**Data extract**
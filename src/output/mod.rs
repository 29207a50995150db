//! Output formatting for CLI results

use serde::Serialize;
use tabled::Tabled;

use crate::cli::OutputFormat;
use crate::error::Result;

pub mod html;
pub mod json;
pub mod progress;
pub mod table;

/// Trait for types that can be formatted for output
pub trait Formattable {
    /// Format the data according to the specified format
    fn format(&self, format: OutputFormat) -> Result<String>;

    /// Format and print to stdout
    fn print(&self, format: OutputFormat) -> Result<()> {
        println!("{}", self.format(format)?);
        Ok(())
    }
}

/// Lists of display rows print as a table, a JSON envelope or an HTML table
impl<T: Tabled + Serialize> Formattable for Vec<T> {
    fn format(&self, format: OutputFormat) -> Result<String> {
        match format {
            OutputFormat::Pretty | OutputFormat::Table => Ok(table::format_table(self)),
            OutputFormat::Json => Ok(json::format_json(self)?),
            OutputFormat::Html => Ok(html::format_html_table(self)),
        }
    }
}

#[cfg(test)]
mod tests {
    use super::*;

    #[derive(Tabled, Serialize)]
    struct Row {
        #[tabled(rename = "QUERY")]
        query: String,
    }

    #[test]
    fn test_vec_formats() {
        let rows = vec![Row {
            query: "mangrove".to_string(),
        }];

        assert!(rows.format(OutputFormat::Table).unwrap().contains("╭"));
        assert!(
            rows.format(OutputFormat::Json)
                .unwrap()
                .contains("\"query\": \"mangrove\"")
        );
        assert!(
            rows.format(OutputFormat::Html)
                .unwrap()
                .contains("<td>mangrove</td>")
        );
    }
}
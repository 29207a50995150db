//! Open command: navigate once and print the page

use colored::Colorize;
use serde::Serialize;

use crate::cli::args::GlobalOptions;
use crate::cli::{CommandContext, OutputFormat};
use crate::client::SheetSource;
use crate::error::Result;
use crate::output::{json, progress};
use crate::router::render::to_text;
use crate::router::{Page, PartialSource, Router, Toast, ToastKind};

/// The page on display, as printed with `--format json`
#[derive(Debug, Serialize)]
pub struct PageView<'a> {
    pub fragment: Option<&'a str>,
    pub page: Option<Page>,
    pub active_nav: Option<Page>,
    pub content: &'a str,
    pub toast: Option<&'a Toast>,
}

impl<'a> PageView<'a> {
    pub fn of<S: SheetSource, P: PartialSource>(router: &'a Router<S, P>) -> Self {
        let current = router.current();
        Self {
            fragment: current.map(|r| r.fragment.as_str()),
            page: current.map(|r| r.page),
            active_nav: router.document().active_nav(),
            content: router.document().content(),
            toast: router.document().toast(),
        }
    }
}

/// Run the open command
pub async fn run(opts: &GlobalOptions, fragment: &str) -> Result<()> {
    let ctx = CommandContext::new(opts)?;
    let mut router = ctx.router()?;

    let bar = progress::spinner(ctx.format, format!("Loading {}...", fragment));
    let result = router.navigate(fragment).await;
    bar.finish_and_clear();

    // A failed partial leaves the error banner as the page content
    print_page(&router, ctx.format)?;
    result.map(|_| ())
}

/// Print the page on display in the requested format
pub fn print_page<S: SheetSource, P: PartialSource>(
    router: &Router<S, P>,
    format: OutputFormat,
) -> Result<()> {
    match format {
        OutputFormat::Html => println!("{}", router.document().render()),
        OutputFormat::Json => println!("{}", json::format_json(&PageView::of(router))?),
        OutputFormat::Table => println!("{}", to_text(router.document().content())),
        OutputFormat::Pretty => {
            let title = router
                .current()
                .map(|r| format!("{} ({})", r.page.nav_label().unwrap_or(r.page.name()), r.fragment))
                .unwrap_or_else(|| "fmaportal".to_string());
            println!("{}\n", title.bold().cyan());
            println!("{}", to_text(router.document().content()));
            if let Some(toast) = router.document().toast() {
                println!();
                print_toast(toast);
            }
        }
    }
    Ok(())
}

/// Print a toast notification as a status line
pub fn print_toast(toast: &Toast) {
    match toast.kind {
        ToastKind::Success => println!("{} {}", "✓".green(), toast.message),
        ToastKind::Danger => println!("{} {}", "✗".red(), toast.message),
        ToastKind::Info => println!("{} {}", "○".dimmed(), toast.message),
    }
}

--

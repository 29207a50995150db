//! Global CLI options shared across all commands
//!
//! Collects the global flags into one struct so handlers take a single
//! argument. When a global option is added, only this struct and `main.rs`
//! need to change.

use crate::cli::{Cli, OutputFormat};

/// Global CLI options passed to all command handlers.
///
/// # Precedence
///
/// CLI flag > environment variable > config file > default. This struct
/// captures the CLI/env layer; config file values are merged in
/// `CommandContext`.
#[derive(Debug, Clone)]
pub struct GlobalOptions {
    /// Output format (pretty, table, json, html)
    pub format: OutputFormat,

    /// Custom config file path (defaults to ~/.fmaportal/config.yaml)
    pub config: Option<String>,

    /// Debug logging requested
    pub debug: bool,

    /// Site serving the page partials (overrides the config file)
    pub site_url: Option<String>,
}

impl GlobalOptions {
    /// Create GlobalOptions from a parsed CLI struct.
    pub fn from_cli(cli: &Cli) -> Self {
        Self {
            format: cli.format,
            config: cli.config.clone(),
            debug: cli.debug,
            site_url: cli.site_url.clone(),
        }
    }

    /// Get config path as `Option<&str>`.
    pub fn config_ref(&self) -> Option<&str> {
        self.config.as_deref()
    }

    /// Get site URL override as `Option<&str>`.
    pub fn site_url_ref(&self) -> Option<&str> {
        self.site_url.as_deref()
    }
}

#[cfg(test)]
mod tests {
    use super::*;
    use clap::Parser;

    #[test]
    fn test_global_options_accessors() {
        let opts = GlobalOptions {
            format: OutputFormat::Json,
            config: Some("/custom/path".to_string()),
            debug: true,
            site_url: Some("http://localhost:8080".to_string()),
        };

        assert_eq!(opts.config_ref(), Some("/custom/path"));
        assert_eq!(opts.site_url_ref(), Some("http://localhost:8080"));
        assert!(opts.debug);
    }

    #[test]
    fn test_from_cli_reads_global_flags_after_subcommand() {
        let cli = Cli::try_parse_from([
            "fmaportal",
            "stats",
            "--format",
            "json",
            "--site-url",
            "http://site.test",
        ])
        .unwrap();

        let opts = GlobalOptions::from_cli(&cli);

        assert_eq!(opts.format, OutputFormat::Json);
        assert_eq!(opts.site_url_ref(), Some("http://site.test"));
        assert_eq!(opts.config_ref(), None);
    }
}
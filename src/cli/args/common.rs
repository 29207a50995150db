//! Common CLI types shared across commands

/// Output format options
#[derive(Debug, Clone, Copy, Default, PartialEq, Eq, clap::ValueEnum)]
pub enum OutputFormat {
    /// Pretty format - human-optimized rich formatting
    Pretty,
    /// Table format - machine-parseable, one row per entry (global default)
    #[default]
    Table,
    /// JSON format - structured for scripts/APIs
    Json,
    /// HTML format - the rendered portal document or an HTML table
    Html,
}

**What the task requires**
Reproduce each line of the records in which the string "requested" appears.

**Solution**
/// Print the page on display in the requested format
    /// Debug logging requested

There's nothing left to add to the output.